### Task requirements
Return exactly the span of lines in the following data that opens with the line containing "another in-flight request." and closes with the line containing "and worker crates.". Include nothing else.

※ ※ ※

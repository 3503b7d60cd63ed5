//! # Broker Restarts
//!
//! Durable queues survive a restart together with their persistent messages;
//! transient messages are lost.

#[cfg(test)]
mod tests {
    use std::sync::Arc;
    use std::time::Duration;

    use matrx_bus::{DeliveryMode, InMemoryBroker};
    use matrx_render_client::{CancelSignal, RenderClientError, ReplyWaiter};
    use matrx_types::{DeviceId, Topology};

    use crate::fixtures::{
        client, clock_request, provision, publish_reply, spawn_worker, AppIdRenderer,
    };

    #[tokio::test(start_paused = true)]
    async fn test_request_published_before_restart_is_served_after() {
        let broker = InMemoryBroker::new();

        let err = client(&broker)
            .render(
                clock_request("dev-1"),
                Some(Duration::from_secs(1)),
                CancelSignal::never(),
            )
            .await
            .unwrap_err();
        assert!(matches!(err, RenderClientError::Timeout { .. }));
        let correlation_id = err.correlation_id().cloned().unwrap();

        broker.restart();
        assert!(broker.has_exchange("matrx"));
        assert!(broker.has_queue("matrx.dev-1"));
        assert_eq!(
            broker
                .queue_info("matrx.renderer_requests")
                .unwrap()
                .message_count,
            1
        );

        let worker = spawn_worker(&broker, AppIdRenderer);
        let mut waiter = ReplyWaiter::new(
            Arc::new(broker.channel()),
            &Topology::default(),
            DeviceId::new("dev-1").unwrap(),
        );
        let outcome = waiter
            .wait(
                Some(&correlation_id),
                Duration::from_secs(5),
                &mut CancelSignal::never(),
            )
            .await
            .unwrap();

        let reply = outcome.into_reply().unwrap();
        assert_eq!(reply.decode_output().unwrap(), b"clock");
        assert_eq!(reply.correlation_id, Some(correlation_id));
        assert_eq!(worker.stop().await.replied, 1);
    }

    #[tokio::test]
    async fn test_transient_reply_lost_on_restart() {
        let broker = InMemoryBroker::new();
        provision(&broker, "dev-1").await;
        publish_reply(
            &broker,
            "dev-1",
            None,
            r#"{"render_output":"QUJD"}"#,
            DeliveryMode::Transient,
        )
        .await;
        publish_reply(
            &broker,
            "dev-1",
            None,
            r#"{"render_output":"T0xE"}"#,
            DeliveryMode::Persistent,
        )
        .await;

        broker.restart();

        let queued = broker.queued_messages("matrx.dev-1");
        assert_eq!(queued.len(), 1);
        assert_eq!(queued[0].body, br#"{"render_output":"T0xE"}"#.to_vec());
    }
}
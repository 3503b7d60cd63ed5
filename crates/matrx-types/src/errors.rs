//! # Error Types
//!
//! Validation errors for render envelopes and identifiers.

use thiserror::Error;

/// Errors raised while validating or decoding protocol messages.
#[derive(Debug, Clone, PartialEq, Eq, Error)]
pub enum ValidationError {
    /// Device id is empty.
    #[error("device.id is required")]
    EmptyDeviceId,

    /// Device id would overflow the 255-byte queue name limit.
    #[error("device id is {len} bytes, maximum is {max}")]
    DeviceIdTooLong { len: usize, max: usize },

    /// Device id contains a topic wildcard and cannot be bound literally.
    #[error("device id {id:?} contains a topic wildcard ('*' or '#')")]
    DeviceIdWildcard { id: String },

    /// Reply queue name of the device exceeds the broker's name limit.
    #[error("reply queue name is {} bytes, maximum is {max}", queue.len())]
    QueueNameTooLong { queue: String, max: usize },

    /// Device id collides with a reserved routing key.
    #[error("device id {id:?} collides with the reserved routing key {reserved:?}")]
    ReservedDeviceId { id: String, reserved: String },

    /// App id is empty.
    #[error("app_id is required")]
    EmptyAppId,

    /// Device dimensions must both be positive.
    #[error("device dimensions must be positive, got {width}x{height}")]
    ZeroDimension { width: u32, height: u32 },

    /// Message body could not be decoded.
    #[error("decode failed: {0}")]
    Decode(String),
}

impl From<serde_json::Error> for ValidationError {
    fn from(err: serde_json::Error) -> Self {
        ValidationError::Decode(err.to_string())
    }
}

※ ※ ※

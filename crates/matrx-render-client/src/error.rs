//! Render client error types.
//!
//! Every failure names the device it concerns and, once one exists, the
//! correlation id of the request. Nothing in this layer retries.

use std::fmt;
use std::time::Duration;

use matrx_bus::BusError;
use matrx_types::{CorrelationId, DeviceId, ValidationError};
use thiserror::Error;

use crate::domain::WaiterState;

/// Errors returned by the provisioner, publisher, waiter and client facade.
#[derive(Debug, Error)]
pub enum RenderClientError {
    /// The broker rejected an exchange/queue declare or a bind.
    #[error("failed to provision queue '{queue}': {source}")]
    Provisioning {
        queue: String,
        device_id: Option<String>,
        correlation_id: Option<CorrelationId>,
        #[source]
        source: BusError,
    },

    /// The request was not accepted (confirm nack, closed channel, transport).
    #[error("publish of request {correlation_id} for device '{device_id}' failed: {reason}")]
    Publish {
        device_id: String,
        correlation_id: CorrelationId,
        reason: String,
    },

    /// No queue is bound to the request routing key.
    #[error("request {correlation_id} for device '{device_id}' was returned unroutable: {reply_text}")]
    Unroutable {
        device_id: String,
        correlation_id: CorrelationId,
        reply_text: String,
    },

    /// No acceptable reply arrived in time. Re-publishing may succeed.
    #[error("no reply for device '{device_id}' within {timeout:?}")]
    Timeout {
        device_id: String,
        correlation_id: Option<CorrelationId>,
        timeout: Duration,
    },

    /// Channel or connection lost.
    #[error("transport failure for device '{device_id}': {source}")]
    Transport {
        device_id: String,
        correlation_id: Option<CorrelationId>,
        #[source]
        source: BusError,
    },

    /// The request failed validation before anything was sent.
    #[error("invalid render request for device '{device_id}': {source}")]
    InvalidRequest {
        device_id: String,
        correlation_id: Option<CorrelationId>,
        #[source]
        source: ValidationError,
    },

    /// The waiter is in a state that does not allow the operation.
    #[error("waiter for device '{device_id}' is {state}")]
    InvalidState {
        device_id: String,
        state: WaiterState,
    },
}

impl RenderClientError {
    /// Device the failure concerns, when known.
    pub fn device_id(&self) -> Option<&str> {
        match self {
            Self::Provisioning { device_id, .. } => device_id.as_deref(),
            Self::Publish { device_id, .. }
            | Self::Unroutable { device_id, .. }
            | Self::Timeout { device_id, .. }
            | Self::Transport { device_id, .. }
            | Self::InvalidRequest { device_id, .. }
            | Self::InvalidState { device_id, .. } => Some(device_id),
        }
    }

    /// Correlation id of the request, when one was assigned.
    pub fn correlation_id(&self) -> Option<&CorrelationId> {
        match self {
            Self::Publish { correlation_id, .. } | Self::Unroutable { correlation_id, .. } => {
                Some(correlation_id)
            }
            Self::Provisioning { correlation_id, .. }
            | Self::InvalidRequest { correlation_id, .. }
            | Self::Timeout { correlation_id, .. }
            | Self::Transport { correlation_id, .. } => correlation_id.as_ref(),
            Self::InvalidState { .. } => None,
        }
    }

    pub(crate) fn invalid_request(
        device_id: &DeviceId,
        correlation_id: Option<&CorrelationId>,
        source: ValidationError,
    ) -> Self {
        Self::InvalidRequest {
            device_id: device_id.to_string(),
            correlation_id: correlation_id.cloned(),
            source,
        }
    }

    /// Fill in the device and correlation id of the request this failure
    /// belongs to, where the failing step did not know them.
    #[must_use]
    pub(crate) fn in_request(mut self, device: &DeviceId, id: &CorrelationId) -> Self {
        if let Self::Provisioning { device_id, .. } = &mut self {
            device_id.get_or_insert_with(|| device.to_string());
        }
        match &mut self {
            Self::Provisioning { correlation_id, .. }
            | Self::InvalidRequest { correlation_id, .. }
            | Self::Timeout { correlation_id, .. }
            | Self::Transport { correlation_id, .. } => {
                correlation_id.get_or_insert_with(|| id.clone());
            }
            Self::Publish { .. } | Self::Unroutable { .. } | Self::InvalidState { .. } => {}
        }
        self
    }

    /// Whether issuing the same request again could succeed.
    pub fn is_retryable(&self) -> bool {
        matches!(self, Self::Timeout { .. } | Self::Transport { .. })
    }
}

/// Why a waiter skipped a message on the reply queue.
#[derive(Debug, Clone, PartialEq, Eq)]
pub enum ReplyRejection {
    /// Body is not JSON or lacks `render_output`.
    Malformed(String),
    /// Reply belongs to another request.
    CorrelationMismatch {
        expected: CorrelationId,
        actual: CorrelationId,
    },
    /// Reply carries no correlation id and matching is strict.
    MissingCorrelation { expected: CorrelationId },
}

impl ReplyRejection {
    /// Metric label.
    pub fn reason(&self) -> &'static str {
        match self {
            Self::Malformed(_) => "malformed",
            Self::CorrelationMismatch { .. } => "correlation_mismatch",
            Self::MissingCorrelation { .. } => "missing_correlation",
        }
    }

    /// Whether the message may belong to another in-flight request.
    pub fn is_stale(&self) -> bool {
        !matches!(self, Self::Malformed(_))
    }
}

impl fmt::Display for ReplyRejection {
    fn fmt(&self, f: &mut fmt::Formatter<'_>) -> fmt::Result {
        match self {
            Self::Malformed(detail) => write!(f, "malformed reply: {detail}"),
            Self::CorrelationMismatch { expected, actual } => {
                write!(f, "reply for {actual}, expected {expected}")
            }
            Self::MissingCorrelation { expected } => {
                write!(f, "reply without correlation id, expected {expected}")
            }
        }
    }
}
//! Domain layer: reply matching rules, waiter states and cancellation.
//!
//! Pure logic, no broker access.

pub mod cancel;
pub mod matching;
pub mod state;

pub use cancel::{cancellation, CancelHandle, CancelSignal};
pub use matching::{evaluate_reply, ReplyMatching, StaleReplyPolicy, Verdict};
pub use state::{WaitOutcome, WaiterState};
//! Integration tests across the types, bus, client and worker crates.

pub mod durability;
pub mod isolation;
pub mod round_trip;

※ ※ ※

### Your solution
    /// Whether the message may belong to another in-flight request.
    pub fn is_stale(&self) -> bool {
        !matches!(self, Self::Malformed(_))
    }
}

impl fmt::Display for ReplyRejection {
    fn fmt(&self, f: &mut fmt::Formatter<'_>) -> fmt::Result {
        match self {
            Self::Malformed(detail) => write!(f, "malformed reply: {detail}"),
            Self::CorrelationMismatch { expected, actual } => {
                write!(f, "reply for {actual}, expected {expected}")
            }
            Self::MissingCorrelation { expected } => {
                write!(f, "reply without correlation id, expected {expected}")
            }
        }
    }
}
//! Domain layer: reply matching rules, waiter states and cancellation.
//!
//! Pure logic, no broker access.

pub mod cancel;
pub mod matching;
pub mod state;

pub use cancel::{cancellation, CancelHandle, CancelSignal};
pub use matching::{evaluate_reply, ReplyMatching, StaleReplyPolicy, Verdict};
pub use state::{WaitOutcome, WaiterState};
//! Integration tests across the types, bus, client and worker crates.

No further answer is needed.